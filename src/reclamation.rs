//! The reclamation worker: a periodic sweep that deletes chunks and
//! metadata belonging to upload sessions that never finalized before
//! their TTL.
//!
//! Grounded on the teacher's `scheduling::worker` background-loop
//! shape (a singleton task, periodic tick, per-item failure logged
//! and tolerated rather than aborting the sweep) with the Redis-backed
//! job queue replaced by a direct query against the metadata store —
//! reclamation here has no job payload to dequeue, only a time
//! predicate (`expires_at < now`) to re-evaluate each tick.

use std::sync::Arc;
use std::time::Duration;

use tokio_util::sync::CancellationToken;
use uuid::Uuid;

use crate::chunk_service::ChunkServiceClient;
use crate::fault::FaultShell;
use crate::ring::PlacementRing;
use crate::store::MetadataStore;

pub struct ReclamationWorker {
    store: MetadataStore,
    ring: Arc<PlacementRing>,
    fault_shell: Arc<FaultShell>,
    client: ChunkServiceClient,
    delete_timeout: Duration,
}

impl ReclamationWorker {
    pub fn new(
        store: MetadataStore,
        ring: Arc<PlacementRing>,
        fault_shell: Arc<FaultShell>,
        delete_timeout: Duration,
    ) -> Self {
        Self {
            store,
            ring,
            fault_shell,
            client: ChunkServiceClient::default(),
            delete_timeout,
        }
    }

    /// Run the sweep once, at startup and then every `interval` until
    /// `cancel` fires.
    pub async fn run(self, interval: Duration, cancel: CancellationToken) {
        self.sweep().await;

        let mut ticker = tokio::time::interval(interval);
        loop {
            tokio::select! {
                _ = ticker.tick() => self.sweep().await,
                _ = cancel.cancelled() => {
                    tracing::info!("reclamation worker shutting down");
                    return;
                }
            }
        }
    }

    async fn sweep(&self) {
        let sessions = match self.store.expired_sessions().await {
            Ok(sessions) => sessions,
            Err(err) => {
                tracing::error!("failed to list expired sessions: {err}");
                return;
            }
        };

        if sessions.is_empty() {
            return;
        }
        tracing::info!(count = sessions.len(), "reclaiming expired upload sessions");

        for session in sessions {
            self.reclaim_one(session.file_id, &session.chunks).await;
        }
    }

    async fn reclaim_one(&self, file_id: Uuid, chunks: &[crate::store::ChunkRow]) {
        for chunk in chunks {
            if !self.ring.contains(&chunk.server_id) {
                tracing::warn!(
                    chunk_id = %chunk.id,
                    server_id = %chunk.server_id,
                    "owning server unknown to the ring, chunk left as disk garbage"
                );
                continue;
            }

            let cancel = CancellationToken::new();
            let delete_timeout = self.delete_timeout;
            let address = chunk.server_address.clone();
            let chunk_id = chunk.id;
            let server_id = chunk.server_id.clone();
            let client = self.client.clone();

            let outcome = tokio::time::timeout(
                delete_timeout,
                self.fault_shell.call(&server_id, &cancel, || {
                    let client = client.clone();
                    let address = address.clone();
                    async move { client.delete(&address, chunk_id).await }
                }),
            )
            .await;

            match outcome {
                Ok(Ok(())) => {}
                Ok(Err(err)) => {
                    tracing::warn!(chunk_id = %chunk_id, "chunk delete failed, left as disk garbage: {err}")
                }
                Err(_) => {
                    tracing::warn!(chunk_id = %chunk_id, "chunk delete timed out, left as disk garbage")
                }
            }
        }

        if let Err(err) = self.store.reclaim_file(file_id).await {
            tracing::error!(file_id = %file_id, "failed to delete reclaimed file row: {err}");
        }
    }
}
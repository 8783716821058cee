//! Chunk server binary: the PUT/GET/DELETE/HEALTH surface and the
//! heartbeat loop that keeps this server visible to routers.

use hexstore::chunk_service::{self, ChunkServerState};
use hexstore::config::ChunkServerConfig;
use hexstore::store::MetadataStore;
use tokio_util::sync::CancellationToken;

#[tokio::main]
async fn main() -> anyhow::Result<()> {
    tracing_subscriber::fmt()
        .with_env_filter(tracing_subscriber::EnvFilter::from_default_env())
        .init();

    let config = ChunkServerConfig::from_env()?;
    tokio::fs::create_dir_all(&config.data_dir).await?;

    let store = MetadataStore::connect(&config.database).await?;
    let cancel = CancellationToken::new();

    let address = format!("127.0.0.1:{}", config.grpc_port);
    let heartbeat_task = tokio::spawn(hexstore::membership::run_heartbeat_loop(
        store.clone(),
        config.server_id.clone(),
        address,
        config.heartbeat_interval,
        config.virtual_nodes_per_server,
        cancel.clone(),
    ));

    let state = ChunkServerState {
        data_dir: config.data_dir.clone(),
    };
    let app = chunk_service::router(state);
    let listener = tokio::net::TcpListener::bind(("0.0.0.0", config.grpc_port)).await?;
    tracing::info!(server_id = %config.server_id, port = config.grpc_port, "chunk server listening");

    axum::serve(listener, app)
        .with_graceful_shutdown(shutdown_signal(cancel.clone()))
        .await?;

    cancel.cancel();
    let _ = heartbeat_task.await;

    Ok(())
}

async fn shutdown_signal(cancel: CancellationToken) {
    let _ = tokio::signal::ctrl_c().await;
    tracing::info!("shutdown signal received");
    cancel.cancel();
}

* * *

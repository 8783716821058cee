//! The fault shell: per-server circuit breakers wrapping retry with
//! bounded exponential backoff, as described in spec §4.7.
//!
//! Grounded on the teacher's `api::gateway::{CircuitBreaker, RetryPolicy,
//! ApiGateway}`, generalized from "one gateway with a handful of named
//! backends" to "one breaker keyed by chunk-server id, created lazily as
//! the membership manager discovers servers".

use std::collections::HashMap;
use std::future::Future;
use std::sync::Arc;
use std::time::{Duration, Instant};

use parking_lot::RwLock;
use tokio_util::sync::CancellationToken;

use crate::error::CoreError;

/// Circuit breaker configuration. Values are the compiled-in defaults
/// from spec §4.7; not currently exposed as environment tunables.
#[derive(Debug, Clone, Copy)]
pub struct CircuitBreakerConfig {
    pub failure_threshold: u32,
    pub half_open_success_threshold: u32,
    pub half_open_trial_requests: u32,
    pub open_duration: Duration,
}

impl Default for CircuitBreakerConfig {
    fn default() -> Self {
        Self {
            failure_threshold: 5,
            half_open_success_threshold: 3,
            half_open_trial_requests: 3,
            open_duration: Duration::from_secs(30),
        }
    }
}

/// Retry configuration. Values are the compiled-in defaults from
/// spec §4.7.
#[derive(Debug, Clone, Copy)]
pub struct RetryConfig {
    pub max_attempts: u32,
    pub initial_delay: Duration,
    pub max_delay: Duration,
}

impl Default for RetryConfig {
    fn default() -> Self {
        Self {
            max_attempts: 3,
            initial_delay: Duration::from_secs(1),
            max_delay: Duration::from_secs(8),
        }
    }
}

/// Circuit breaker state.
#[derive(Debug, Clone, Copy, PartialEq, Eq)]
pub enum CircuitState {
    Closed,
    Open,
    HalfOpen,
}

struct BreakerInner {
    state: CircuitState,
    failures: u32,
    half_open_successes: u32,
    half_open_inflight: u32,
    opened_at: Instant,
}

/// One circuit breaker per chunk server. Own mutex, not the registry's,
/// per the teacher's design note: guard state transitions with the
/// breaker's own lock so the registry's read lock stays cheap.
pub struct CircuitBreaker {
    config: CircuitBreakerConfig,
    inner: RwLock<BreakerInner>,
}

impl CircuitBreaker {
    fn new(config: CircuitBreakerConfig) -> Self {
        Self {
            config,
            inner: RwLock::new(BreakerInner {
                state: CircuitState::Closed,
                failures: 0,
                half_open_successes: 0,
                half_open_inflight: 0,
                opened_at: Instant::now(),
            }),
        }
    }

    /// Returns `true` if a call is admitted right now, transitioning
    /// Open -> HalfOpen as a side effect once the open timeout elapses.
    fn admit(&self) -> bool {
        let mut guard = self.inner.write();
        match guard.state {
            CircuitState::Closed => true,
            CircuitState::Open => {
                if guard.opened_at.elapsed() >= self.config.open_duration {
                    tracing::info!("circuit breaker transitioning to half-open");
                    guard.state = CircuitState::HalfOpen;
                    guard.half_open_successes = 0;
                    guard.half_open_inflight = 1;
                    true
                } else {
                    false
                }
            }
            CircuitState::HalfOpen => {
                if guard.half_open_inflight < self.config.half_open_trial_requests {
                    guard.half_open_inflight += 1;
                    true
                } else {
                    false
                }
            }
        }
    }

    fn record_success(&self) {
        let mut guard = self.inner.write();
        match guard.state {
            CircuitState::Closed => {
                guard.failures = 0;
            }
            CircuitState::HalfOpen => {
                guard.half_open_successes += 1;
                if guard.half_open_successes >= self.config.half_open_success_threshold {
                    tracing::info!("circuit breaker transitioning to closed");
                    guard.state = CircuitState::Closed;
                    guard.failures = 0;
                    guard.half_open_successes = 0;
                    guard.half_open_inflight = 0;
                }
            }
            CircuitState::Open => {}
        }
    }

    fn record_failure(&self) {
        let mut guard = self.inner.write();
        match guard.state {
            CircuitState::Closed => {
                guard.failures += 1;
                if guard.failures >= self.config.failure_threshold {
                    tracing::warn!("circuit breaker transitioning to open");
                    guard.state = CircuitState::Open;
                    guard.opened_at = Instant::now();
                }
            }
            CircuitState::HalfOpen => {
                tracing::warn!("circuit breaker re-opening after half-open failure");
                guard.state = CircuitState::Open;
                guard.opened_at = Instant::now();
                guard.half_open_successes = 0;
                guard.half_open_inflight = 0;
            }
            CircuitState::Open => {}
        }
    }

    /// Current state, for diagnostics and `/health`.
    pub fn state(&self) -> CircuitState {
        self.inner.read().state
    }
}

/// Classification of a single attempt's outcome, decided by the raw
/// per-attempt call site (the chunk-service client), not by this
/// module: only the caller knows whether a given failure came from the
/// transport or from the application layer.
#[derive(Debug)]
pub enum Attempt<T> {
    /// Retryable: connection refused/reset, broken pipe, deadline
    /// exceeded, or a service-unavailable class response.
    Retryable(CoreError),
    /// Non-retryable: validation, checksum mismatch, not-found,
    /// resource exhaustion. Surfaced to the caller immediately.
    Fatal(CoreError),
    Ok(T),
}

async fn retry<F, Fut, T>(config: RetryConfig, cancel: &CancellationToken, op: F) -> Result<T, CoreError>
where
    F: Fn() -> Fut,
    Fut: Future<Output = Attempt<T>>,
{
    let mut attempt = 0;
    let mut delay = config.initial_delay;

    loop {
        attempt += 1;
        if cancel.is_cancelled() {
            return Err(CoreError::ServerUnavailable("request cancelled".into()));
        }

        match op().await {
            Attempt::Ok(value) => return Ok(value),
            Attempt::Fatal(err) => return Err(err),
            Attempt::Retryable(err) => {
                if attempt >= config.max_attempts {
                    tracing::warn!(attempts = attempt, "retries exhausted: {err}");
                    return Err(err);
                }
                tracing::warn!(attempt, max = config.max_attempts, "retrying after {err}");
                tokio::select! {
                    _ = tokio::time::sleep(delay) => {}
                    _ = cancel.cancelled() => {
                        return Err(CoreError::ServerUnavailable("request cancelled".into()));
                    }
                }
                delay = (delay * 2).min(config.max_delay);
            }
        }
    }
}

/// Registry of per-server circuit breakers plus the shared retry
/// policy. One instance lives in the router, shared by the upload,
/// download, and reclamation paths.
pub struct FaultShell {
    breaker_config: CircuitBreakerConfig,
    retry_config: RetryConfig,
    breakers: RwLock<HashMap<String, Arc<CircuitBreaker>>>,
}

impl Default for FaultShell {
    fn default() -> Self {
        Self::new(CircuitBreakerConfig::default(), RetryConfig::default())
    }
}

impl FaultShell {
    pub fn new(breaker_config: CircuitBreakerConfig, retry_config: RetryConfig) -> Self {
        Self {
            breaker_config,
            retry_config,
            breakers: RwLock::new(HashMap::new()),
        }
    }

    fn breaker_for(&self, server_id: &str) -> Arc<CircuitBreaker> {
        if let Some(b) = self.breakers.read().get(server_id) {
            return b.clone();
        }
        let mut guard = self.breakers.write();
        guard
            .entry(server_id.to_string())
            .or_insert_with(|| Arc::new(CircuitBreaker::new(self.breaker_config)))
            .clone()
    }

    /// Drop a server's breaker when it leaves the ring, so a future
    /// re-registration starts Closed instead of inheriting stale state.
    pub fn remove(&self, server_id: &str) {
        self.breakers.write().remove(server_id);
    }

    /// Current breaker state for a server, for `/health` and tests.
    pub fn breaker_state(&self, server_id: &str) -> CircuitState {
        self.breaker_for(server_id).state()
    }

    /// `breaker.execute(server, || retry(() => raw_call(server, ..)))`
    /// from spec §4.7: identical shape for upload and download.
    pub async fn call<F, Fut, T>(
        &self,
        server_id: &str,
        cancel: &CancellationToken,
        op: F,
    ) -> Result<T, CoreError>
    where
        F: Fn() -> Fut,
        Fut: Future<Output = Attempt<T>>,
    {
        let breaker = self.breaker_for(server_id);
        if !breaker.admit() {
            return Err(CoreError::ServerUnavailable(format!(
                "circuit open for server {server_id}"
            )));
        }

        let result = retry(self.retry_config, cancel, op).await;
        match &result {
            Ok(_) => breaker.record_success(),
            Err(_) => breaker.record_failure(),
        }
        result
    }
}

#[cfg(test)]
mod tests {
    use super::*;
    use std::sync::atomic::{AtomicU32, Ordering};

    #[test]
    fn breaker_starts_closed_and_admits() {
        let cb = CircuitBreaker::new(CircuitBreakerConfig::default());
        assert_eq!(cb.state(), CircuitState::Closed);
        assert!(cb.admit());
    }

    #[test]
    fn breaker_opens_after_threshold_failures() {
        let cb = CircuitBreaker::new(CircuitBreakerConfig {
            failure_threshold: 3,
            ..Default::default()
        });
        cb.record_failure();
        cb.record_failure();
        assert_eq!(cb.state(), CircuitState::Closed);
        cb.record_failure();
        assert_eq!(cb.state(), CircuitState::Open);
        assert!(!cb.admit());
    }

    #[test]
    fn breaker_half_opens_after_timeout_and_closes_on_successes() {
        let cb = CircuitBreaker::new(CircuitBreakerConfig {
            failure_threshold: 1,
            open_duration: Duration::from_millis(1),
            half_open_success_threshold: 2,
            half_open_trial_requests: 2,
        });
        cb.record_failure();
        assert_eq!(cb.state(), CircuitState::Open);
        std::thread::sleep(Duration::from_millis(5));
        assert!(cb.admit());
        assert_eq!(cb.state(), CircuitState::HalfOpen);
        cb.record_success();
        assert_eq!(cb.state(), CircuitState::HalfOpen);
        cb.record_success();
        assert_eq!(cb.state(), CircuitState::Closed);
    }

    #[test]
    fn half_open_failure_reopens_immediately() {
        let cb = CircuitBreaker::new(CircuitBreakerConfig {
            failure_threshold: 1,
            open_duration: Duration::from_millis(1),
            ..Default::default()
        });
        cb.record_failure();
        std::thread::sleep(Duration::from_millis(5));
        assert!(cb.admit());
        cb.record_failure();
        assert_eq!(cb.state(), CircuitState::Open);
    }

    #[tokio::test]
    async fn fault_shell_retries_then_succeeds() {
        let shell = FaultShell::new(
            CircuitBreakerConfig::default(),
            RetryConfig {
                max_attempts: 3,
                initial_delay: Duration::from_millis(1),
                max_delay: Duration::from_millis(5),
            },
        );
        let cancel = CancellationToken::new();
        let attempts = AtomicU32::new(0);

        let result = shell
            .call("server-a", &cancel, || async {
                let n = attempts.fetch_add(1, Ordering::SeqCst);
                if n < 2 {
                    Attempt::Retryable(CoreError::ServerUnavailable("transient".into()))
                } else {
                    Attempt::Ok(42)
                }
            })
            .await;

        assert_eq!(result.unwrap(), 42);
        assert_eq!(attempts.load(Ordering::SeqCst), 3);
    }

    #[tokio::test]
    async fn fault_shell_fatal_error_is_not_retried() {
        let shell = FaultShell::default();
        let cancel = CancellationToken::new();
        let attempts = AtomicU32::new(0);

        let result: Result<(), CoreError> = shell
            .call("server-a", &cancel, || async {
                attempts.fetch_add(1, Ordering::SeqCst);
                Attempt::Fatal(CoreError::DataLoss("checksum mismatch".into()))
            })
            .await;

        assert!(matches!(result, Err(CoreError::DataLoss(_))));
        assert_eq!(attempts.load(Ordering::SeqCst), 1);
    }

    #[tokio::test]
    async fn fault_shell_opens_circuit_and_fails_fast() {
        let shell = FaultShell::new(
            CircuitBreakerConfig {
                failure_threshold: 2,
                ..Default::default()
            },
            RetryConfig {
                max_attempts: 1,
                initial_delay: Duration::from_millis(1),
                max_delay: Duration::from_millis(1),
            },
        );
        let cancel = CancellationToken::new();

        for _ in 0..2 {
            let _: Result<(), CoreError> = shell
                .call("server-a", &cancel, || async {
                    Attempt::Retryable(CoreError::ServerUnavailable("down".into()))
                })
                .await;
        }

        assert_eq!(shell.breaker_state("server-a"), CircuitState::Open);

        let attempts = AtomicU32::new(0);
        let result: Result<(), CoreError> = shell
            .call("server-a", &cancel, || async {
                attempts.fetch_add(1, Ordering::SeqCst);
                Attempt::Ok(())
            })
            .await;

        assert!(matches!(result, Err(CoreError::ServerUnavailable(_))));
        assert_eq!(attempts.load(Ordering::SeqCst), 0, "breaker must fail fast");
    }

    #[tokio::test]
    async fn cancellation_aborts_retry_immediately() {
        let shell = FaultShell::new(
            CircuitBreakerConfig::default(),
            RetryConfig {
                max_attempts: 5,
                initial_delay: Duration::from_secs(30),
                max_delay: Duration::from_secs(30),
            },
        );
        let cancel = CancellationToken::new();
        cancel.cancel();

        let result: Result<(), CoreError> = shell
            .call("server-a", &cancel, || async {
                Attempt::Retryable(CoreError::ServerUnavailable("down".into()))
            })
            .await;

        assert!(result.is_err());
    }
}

— AIM OF THE EXERCISE —
Copy out every line in the listing where the word "listener" appears.

— ANSWER TO THE EXERCISE —
    let listener = tokio::net::TcpListener::bind(("0.0.0.0", config.grpc_port)).await?;
    axum::serve(listener, app)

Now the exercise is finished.